Haberlerde IŞİD bayraklarının ve savaşçılarının gösterilerek kentin tamamen onların denetiminde olduğu gibi yanlış bir havanın oluşturulduğunu belirten Nuceyfi, IŞİD ve Musullu yerel direnişçilerin aynı çizgide olmasının mümkün olmadığını söylüyor:
“Kabaca IŞİD ve Musullu silahlı gruplar arasında bir koordinasyon olduğunu söylemek mümkün. Hatta anlayış diyelim buna. Ama bu anlayış uzun sürmez. Musul halkı ve Musullu direniş grupları IŞİD’nin varlığını kabul etmemektedir. Önümüzdeki günlerde IŞİD ve diğer gruplar arasında çatışmalara tanıklık edebiliriz. Biz diyoruz ki, krizin çözülmesi için Musul halkından yerel bir güç oluşturulsun. Onlar IŞİD’i Musul’dan kovacaklardır. Bunun düzenli, yeni bir güç olması lazım. Eski Irak ordusu mensuplarını ve Musul’un gençlerini bir araya getirecek bir oluşum IŞİD’ı bölgeden atacaktır. Kent dışından askeri bir güç gelirse, Musul halkı ile çatışmaya girer.
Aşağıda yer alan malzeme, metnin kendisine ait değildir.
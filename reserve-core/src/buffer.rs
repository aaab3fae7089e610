//! Offset-addressed reads and writes into the decompressed payload.

use crate::{ReserveError, Result};

pub(crate) fn check_range(buf: &[u8], offset: usize, len: usize) -> Result<()> {
    match offset.checked_add(len) {
        Some(end) if end <= buf.len() => Ok(()),
        _ => Err(ReserveError::OutOfBounds {
            offset,
            len,
            buffer_len: buf.len(),
        }),
    }
}

pub(crate) fn read_u32(buf: &[u8], offset: usize) -> Result<u32> {
    check_range(buf, offset, 4)?;
    Ok(u32::from_le_bytes([
        buf[offset],
        buf[offset + 1],
        buf[offset + 2],
        buf[offset + 3],
    ]))
}

pub(crate) fn write_u32(buf: &mut [u8], offset: usize, value: u32) -> Result<()> {
    check_range(buf, offset, 4)?;
    buf[offset..offset + 4].copy_from_slice(&value.to_le_bytes());
    Ok(())
}

pub(crate) fn write_f32(buf: &mut [u8], offset: usize, value: f32) -> Result<()> {
    check_range(buf, offset, 4)?;
    buf[offset..offset + 4].copy_from_slice(&value.to_le_bytes());
    Ok(())
}

pub(crate) fn write_u8(buf: &mut [u8], offset: usize, value: u8) -> Result<()> {
    check_range(buf, offset, 1)?;
    buf[offset] = value;
    Ok(())
}

/// Inserts `bytes` at `offset`, shifting everything after it right.
pub(crate) fn insert_bytes(buf: &mut Vec<u8>, offset: usize, bytes: &[u8]) -> Result<()> {
    check_range(buf, offset, 0)?;
    buf.splice(offset..offset, bytes.iter().copied());
    Ok(())
}

/// Removes `len` bytes starting at `offset`.
pub(crate) fn remove_bytes(buf: &mut Vec<u8>, offset: usize, len: usize) -> Result<()> {
    check_range(buf, offset, len)?;
    buf.drain(offset..offset + len);
    Ok(())
}

/// Applies a signed delta to an offset, clamping into the `u32` range.
pub(crate) fn shift_offset(offset: u32, delta: i64) -> u32 {
    (i64::from(offset) + delta).clamp(0, i64::from(u32::MAX)) as u32
}
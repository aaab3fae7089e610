use std::path::{Path, PathBuf};
use tracing::{debug, info};

use crate::container::DecompressedContainer;
use crate::record::{FixedRecord, RecordView};
use crate::splice::{self, Splice};
use crate::value::{ParsedTree, TreeParser, ValuePath};
use crate::{ReserveError, Result};

/// One open container together with the value tree parsed from it.
///
/// A structural edit leaves every offset outside the touched array only
/// approximately right, so the session refuses further edits until the tree
/// has been rebuilt with [`EditSession::reparse`] or
/// [`EditSession::save_and_reload`].
pub struct EditSession<P> {
    path: Option<PathBuf>,
    save_dir: Option<PathBuf>,
    container: DecompressedContainer,
    tree: ParsedTree,
    parser: P,
    stale: bool,
}

impl<P: TreeParser> EditSession<P> {
    pub fn open(path: &Path, parser: P) -> Result<Self> {
        let container = DecompressedContainer::read_file(path)?;
        let mut session = Self::from_container(container, parser)?;
        session.path = Some(path.to_path_buf());
        Ok(session)
    }

    pub fn from_container(container: DecompressedContainer, parser: P) -> Result<Self> {
        let tree = parser.parse(&container.data)?;
        Ok(Self {
            path: None,
            save_dir: None,
            container,
            tree,
            parser,
            stale: false,
        })
    }

    /// Makes [`EditSession::checkpoint`] persist into `dir`.
    pub fn with_save_dir(mut self, dir: impl Into<PathBuf>) -> Self {
        self.save_dir = Some(dir.into());
        self
    }

    pub fn path(&self) -> Option<&Path> {
        self.path.as_deref()
    }

    pub fn tree(&self) -> &ParsedTree {
        &self.tree
    }

    pub fn payload(&self) -> &[u8] {
        &self.container.data
    }

    pub fn container(&self) -> &DecompressedContainer {
        &self.container
    }

    pub fn is_stale(&self) -> bool {
        self.stale
    }

    /// Reads the record stored at `record_path`.
    pub fn record(&self, record_path: &ValuePath) -> Result<FixedRecord> {
        let node = self
            .tree
            .root
            .get(record_path)
            .ok_or_else(|| ReserveError::NotFound(format!("no record at {record_path}")))?;
        RecordView::read(node)
    }

    pub fn insert_record(&mut self, array_path: &ValuePath, record: &FixedRecord) -> Result<Splice> {
        self.ensure_fresh()?;
        let splice = splice::insert_record(&mut self.container.data, &mut self.tree, array_path, record)?;
        self.stale = true;
        debug!(array = %array_path, count = splice.new_count, "record inserted");
        Ok(splice)
    }

    pub fn remove_record(&mut self, array_path: &ValuePath, victim: usize) -> Result<Splice> {
        self.ensure_fresh()?;
        let splice = splice::remove_record(&mut self.container.data, &mut self.tree, array_path, victim)?;
        self.stale = true;
        debug!(array = %array_path, count = splice.new_count, "record removed");
        Ok(splice)
    }

    /// Overwrites the record at `record_path` without changing the payload
    /// size.
    pub fn rewrite_record(&mut self, record_path: &ValuePath, record: &FixedRecord) -> Result<()> {
        self.ensure_fresh()?;
        let node = self
            .tree
            .root
            .get_mut(record_path)
            .ok_or_else(|| ReserveError::NotFound(format!("no record at {record_path}")))?;
        RecordView::write_in_place(&mut self.container.data, node, record)
    }

    pub fn reparse(&mut self) -> Result<()> {
        self.tree = self.parser.parse(&self.container.data)?;
        self.stale = false;
        Ok(())
    }

    /// Writes the container into `dir` under its original file name.
    pub fn save(&self, dir: &Path) -> Result<PathBuf> {
        let name = self
            .path
            .as_deref()
            .and_then(Path::file_name)
            .ok_or_else(|| ReserveError::NotFound("session has no source file name".to_string()))?;
        let target = dir.join(name);
        self.save_as(&target)?;
        Ok(target)
    }

    pub fn save_as(&self, target: &Path) -> Result<()> {
        self.container.write_file(target)?;
        info!(path = %target.display(), bytes = self.container.data.len(), "saved population");
        Ok(())
    }

    /// Saves into `dir`, then reopens the saved file and rebuilds the tree
    /// from it.
    pub fn save_and_reload(&mut self, dir: &Path) -> Result<PathBuf> {
        let target = self.save(dir)?;
        self.container = DecompressedContainer::read_file(&target)?;
        self.path = Some(target.clone());
        self.reparse()?;
        Ok(target)
    }

    /// Closes one unit of work: saves and reloads when a save directory is
    /// set, otherwise rebuilds the tree in memory.
    pub fn checkpoint(&mut self) -> Result<()> {
        match self.save_dir.clone() {
            Some(dir) => self.save_and_reload(&dir).map(|_| ()),
            None => self.reparse(),
        }
    }

    fn ensure_fresh(&self) -> Result<()> {
        if self.stale {
            return Err(ReserveError::StaleTree);
        }
        Ok(())
    }
}

#[cfg(test)]
mod tests {
    use super::*;
    use crate::record::Gender;
    use crate::testing::{build_container, record, FixtureParser};
    use tempfile::tempdir;

    fn animals(group: usize) -> ValuePath {
        ValuePath::root().member("Groups").index(group).member("Animals")
    }

    fn groups() -> Vec<Vec<FixedRecord>> {
        vec![
            vec![record(Gender::Male, 1), record(Gender::Female, 2)],
            vec![record(Gender::Female, 3)],
        ]
    }

    #[test]
    fn second_structural_edit_needs_a_reparse() {
        let mut session = EditSession::from_container(build_container(&groups()), FixtureParser).unwrap();
        session.insert_record(&animals(0), &record(Gender::Male, 10)).unwrap();
        assert!(session.is_stale());

        let before = session.payload().to_vec();
        let err = session.insert_record(&animals(1), &record(Gender::Male, 11)).unwrap_err();
        assert!(matches!(err, ReserveError::StaleTree));
        assert!(matches!(
            session.rewrite_record(&animals(0).index(0), &record(Gender::Male, 12)),
            Err(ReserveError::StaleTree)
        ));
        assert_eq!(session.payload(), &before[..]);

        session.reparse().unwrap();
        session.insert_record(&animals(1), &record(Gender::Male, 11)).unwrap();
    }

    #[test]
    fn removal_also_needs_a_reparse() {
        let mut session = EditSession::from_container(build_container(&groups()), FixtureParser).unwrap();
        session.remove_record(&animals(0), 0).unwrap();
        assert!(session.is_stale());

        let before = session.payload().to_vec();
        assert!(matches!(session.remove_record(&animals(0), 0), Err(ReserveError::StaleTree)));
        assert!(matches!(
            session.insert_record(&animals(1), &record(Gender::Male, 11)),
            Err(ReserveError::StaleTree)
        ));
        assert_eq!(session.payload(), &before[..]);

        session.reparse().unwrap();
        assert_eq!(session.record(&animals(0).index(0)).unwrap().id, 2);
    }

    #[test]
    fn refused_removal_leaves_session_fresh() {
        let mut container = build_container(&groups());
        // Padding is not part of the parsed record, so the re-encoded victim
        // no longer matches the stored bytes.
        let parsed = FixtureParser.parse(&container.data).unwrap();
        let victim = parsed.root.get(&animals(1).index(0)).unwrap().data_offset as usize;
        container.data[victim + 2] = 0x5A;

        let mut session = EditSession::from_container(container, FixtureParser).unwrap();
        let before = session.payload().to_vec();
        let err = session.remove_record(&animals(1), 0).unwrap_err();
        assert!(matches!(err, ReserveError::Consistency { offset } if offset == victim));
        assert!(!session.is_stale());
        assert_eq!(session.payload(), &before[..]);
        session.remove_record(&animals(0), 0).unwrap();
    }

    #[test]
    fn failed_edit_does_not_mark_stale() {
        let mut session = EditSession::from_container(build_container(&groups()), FixtureParser).unwrap();
        let missing = ValuePath::root().member("Groups").index(9).member("Animals");
        assert!(session.insert_record(&missing, &record(Gender::Male, 1)).is_err());
        assert!(!session.is_stale());
    }

    #[test]
    fn rewrite_keeps_size_and_reparses_cleanly() {
        let mut session = EditSession::from_container(build_container(&groups()), FixtureParser).unwrap();
        let len = session.payload().len();
        let target = animals(0).index(1);
        let mut replacement = session.record(&target).unwrap();
        replacement.weight = 77.25;
        replacement.visual_seed = 4242;

        session.rewrite_record(&target, &replacement).unwrap();
        assert_eq!(session.payload().len(), len);
        assert!(!session.is_stale());
        session.reparse().unwrap();
        assert_eq!(session.record(&target).unwrap(), replacement);
    }

    #[test]
    fn save_and_reload_round_trips_through_disk() {
        let source = tempdir().unwrap();
        let out = tempdir().unwrap();
        let path = source.path().join("animal_population_3");
        build_container(&groups()).write_file(&path).unwrap();

        let mut session = EditSession::open(&path, FixtureParser).unwrap();
        session.insert_record(&animals(1), &record(Gender::Male, 40)).unwrap();
        let saved = session.save_and_reload(out.path()).unwrap();

        assert_eq!(saved, out.path().join("animal_population_3"));
        assert_eq!(session.path(), Some(saved.as_path()));
        assert!(!session.is_stale());
        let [first, second] = session.container().decompressed_size_fields();
        assert_eq!(first, second);
        assert_eq!(first as usize, 5 + session.payload().len());
        assert_eq!(session.record(&animals(1).index(0)).unwrap().id, 40);
        assert_eq!(session.record(&animals(1).index(1)).unwrap().id, 3);
    }

    #[test]
    fn checkpoint_persists_into_the_save_dir() {
        let source = tempdir().unwrap();
        let out = tempdir().unwrap();
        let path = source.path().join("animal_population_5");
        build_container(&groups()).write_file(&path).unwrap();

        let mut session = EditSession::open(&path, FixtureParser).unwrap().with_save_dir(out.path());
        session.remove_record(&animals(0), 0).unwrap();
        session.checkpoint().unwrap();

        assert!(!session.is_stale());
        let saved = out.path().join("animal_population_5");
        assert_eq!(session.path(), Some(saved.as_path()));
        let on_disk = DecompressedContainer::read_file(&saved).unwrap();
        assert_eq!(on_disk.data, session.payload());
    }

    #[test]
    fn checkpoint_without_save_dir_only_reparses() {
        let mut session = EditSession::from_container(build_container(&groups()), FixtureParser).unwrap();
        session.insert_record(&animals(1), &record(Gender::Male, 9)).unwrap();
        session.checkpoint().unwrap();
        assert!(!session.is_stale());
        assert!(session.path().is_none());
        assert_eq!(session.record(&animals(1).index(0)).unwrap().id, 9);
    }

    #[test]
    fn save_without_a_source_name_is_refused() {
        let session = EditSession::from_container(build_container(&groups()), FixtureParser).unwrap();
        let dir = tempdir().unwrap();
        assert!(matches!(session.save(dir.path()), Err(ReserveError::NotFound(_))));
    }
}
Böyle bir çatışma da felaketi daha da büyür.”
‘Sünni Araplar isyanda ama Musul farklı’
Yıllardır süren baskı ve ayrımcılığın Sünni Araplarda yarattığı tahribatın üzerine bir de son genel seçimlerin eklenmesiyle belli kentlerde halkta tepki olduğunu hatırlatan Nuceyfi, Musul’un kendine özgü avantajları olduğuna inanıyor:
“Ben Irak’taki tüm Sünni bölgeler üzerinden bir genelleme yapmak istemem. Musul’dan bahsediyorum. Diğer Sünni vilayetlerden biraz farklıyız. Musul kentinde söz sahibi taraflar arasında bir anlayış ve ortak tutum söz konusu. Diğer kentlerde ise bu böyle değil, güçler arasında çekişmeler var.”